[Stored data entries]

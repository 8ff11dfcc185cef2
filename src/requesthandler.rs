/********************************************************************************
 * Copyright (c) 2024 Contributors to the Eclipse Foundation
 *
 * See the NOTICE file(s) distributed with this work for additional
 * information regarding copyright ownership.
 *
 * This program and the accompanying materials are made available under the
 * terms of the Apache License Version 2.0 which is available at
 * https://www.apache.org/licenses/LICENSE-2.0
 *
 * SPDX-License-Identifier: Apache-2.0
 ********************************************************************************/

use std::sync::Arc;
use std::time::Duration;

use bytes::Bytes;
use serde::{de::DeserializeOwned, Serialize};
use tokio::time::Instant;
use tracing::debug;

use crate::{
    NoopRequestMetrics, QueueName, Request, RequestMethod, RequestMetrics, Response, ServiceName,
    SockError, SockHandler, CONTENT_TYPE_JSON,
};

pub use activeflow::ActiveflowManager;
pub use agent::AgentManager;
pub use aicall::AicallManager;
pub use ast_channel::{AsteriskChannel, STASIS_APP};
pub use call::CallManager;
pub use campaign::CampaignManager;
pub use conference::ConferenceManager;
pub use customer::CustomerManager;
pub use event::EventPublisher;
pub use extension::ExtensionManager;
pub use flow::FlowManager;
pub use number::{NumberManager, NumberRenewal};
pub use options::{
    RequestHandlerOptions, RequestHandlerOptionsBuilder, DEFAULT_TIMEOUT, DELAY_HOUR,
    DELAY_MINUTE, DELAY_NOW, DELAY_SECOND,
};
pub use queue::QueueManager;
pub use queuecall::QueuecallManager;
pub use talk::TalkManager;

#[cfg(any(test, feature = "test-util"))]
pub use activeflow::MockActiveflowManager;
#[cfg(any(test, feature = "test-util"))]
pub use agent::MockAgentManager;
#[cfg(any(test, feature = "test-util"))]
pub use aicall::MockAicallManager;
#[cfg(any(test, feature = "test-util"))]
pub use ast_channel::MockAsteriskChannel;
#[cfg(any(test, feature = "test-util"))]
pub use call::MockCallManager;
#[cfg(any(test, feature = "test-util"))]
pub use campaign::MockCampaignManager;
#[cfg(any(test, feature = "test-util"))]
pub use conference::MockConferenceManager;
#[cfg(any(test, feature = "test-util"))]
pub use customer::MockCustomerManager;
#[cfg(any(test, feature = "test-util"))]
pub use event::MockEventPublisher;
#[cfg(any(test, feature = "test-util"))]
pub use extension::MockExtensionManager;
#[cfg(any(test, feature = "test-util"))]
pub use flow::MockFlowManager;
#[cfg(any(test, feature = "test-util"))]
pub use number::MockNumberManager;
#[cfg(any(test, feature = "test-util"))]
pub use queue::MockQueueManager;
#[cfg(any(test, feature = "test-util"))]
pub use queuecall::MockQueuecallManager;
#[cfg(any(test, feature = "test-util"))]
pub use talk::MockTalkManager;

mod activeflow;
mod agent;
mod aicall;
mod ast_channel;
mod call;
mod campaign;
mod conference;
mod customer;
mod event;
mod extension;
mod flow;
mod number;
mod options;
mod queue;
mod queuecall;
mod talk;
#[cfg(test)]
mod test_support;

/// An error indicating a problem with sending a request or with the reply to it.
#[derive(Debug, thiserror::Error)]
pub enum RequestError {
    /// The request could not be handed to the broker.
    #[error("could not send the request: {0}")]
    Transport(#[source] SockError),
    /// No reply has been received within the request's timeout.
    #[error("no reply received before deadline")]
    DeadlineExceeded,
    /// The service did not reply with a message.
    #[error("response code: 404")]
    NotFound,
    /// The service replied with a status code indicating failure.
    #[error("response code: {status_code}")]
    Remote { status_code: u16 },
    /// The reply's body is not a JSON document.
    #[error("unexpected response data type: {0}")]
    UnexpectedDataType(String),
    /// A request or reply body could not be converted.
    #[error("could not convert message body: {0}")]
    Serialization(#[from] serde_json::Error),
    #[error("invalid argument: {0}")]
    InvalidArgument(String),
}

impl RequestError {
    /// Gets the HTTP-like status code that corresponds to this error, if any.
    pub fn status_code(&self) -> Option<u16> {
        match self {
            RequestError::NotFound => Some(404),
            RequestError::Remote { status_code } => Some(*status_code),
            RequestError::DeadlineExceeded => Some(408),
            RequestError::Transport(_)
            | RequestError::UnexpectedDataType(_)
            | RequestError::Serialization(_)
            | RequestError::InvalidArgument(_) => None,
        }
    }
}

impl From<SockError> for RequestError {
    fn from(value: SockError) -> Self {
        match value {
            SockError::DeadlineExceeded => RequestError::DeadlineExceeded,
            SockError::Unavailable(_) | SockError::NoRoute(_) | SockError::Internal(_) => {
                RequestError::Transport(value)
            }
        }
    }
}

/// A client for invoking operations of the other services of the mesh.
///
/// All service specific operations are available by means of the traits implemented
/// by this struct, e.g. [`CallManager`] or [`FlowManager`]. Each operation is mapped to
/// a [`Request`] that is sent to the service's request queue using the [`SockHandler`].
///
/// A handler holds no mutable state and can be shared by any number of tasks.
#[derive(Clone)]
pub struct RequestHandler {
    sock: Arc<dyn SockHandler>,
    publisher: ServiceName,
    default_timeout: u64,
    metrics: Arc<dyn RequestMetrics>,
}

impl RequestHandler {
    /// Creates a new handler.
    ///
    /// # Arguments
    ///
    /// * `sock` - The broker to send requests and events with.
    /// * `options` - The identity of the sending service and the default timeout.
    pub fn new(sock: Arc<dyn SockHandler>, options: RequestHandlerOptions) -> Self {
        RequestHandler {
            sock,
            default_timeout: options.default_timeout(),
            publisher: options.publisher().to_owned(),
            metrics: Arc::new(NoopRequestMetrics),
        }
    }

    /// Sets the recorder for request latencies and event counts.
    #[must_use]
    pub fn with_metrics(mut self, metrics: Arc<dyn RequestMetrics>) -> Self {
        self.metrics = metrics;
        self
    }

    pub fn publisher(&self) -> &ServiceName {
        &self.publisher
    }

    pub fn default_timeout(&self) -> u64 {
        self.default_timeout
    }

    /// Sends a request to a queue.
    ///
    /// This is the escape hatch for services without dedicated operations.
    ///
    /// # Arguments
    ///
    /// * `queue` - The queue to send the request to.
    /// * `timeout` - The number of milliseconds to wait for the reply. A value of 0
    ///   means the handler's default timeout.
    /// * `delay` - The number of milliseconds to defer delivery of the request by.
    ///   Nobody waits for the reply of a deferred request.
    ///
    /// # Returns
    ///
    /// The reply, or `None` if the request has been deferred.
    ///
    /// # Errors
    ///
    /// Returns an error if the request could not be sent or no reply has been
    /// received in time. The status code of the reply is not checked.
    #[allow(clippy::too_many_arguments)]
    pub async fn send_request(
        &self,
        queue: &QueueName,
        uri: &str,
        method: RequestMethod,
        timeout: u64,
        delay: u64,
        data_type: &str,
        data: Option<Bytes>,
    ) -> Result<Option<Response>, RequestError> {
        let mut request = self.new_request(uri, method).with_data_type(data_type);
        request.data = data;
        self.dispatch(
            queue.as_str(),
            "",
            request,
            self.timeout_or_default(timeout),
            delay,
        )
        .await
    }

    /// Sends a request to a queue using the default timeout, without delay.
    pub(crate) async fn send(
        &self,
        queue: &str,
        resource: &str,
        request: Request,
    ) -> Result<Option<Response>, RequestError> {
        self.dispatch(queue, resource, request, self.default_timeout, 0)
            .await
    }

    pub(crate) fn timeout_or_default(&self, timeout: u64) -> u64 {
        if timeout == 0 {
            self.default_timeout
        } else {
            timeout
        }
    }

    pub(crate) fn new_request(&self, uri: impl Into<String>, method: RequestMethod) -> Request {
        Request::new(uri, method).with_publisher(self.publisher.as_str())
    }

    pub(crate) fn new_json_request<T>(
        &self,
        uri: impl Into<String>,
        method: RequestMethod,
        body: &T,
    ) -> Result<Request, RequestError>
    where
        T: Serialize + ?Sized,
    {
        let data = serde_json::to_vec(body)?;
        Ok(self.new_request(uri, method).with_data(CONTENT_TYPE_JSON, data))
    }

    /// Hands a request to the broker.
    ///
    /// A non-zero `delay` turns the request into a deferred one which is published
    /// to the delay exchange and yields `None`.
    pub(crate) async fn dispatch(
        &self,
        queue: &str,
        resource: &str,
        request: Request,
        timeout: u64,
        delay: u64,
    ) -> Result<Option<Response>, RequestError> {
        if let Err(e) = uriparse::RelativeReference::try_from(request.uri.as_str()) {
            return Err(RequestError::InvalidArgument(format!(
                "invalid request URI [{}]: {e}",
                request.uri
            )));
        }

        debug!(
            queue,
            uri = %request.uri,
            method = request.method.as_str(),
            resource,
            timeout,
            delay,
            data_type = %request.data_type,
            "sending request"
        );

        let method = request.method;
        let uri = request.uri.clone();
        let result = if delay > 0 {
            self.dispatch_delayed(queue, resource, request, delay)
                .await
                .map(|_| None)
        } else {
            self.dispatch_direct(queue, resource, request, timeout)
                .await
        };

        match result.as_ref() {
            Ok(Some(response)) => {
                debug!(queue, uri = %uri, status_code = response.status_code, "received response");
            }
            Ok(None) => {}
            Err(e) => {
                debug!(
                    queue,
                    uri = %uri,
                    method = method.as_str(),
                    delay,
                    "could not send the request: {e}"
                );
            }
        }
        result
    }

    async fn dispatch_direct(
        &self,
        target: &str,
        resource: &str,
        request: Request,
        timeout: u64,
    ) -> Result<Option<Response>, RequestError> {
        let method = request.method;
        let ttl = Duration::from_millis(timeout);

        let start = Instant::now();
        let result = match tokio::time::timeout(
            ttl,
            self.sock.request_publish(target, request, ttl),
        )
        .await
        {
            Ok(response) => response.map_err(RequestError::from),
            Err(_elapsed) => Err(RequestError::DeadlineExceeded),
        };
        self.metrics
            .observe_request(target, resource, method, start.elapsed());

        result
    }

    async fn dispatch_delayed(
        &self,
        queue: &str,
        resource: &str,
        request: Request,
        delay: u64,
    ) -> Result<(), RequestError> {
        let method = request.method;

        let start = Instant::now();
        let result = self
            .sock
            .request_publish_with_delay(queue, request, Duration::from_millis(delay))
            .await
            .map_err(RequestError::from);
        self.metrics
            .observe_request(QueueName::DELAY, resource, method, start.elapsed());

        result
    }
}

fn check_status(response: &Response) -> Result<(), RequestError> {
    if response.is_success() {
        Ok(())
    } else {
        Err(RequestError::Remote {
            status_code: response.status_code,
        })
    }
}

/// Extracts the entity contained in a reply.
pub(crate) fn parse_response<T>(response: Option<Response>) -> Result<T, RequestError>
where
    T: DeserializeOwned,
{
    let Some(response) = response else {
        return Err(RequestError::NotFound);
    };
    check_status(&response)?;
    if !response.has_json_data_type() {
        return Err(RequestError::UnexpectedDataType(response.data_type));
    }
    let data = response.data.unwrap_or_default();
    serde_json::from_slice(&data).map_err(RequestError::from)
}

/// Checks that a reply indicates success, ignoring its body.
pub(crate) fn check_response(response: Option<Response>) -> Result<(), RequestError> {
    response
        .ok_or(RequestError::NotFound)
        .and_then(|response| check_status(&response))
}

/// Like [`check_response`] but accepts the absence of a reply to a request delivered
/// with a delay.
pub(crate) fn check_deferrable_response(
    response: Option<Response>,
    delay: u64,
) -> Result<(), RequestError> {
    match response {
        Some(response) => check_status(&response),
        None if delay > 0 => Ok(()),
        None => Err(RequestError::NotFound),
    }
}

▸ Your instructions: What is needed is an exact repetition of the lines from the first line of the records through the line containing "available under the", both ends included, and nothing more.

▸ Reply:
repository 8ff11dfcc185cef2
filename src/requesthandler.rs
/********************************************************************************
 * Copyright (c) 2024 Contributors to the Eclipse Foundation
 *
 * See the NOTICE file(s) distributed with this work for additional
 * information regarding copyright ownership.
 *
 * This program and the accompanying materials are made available under the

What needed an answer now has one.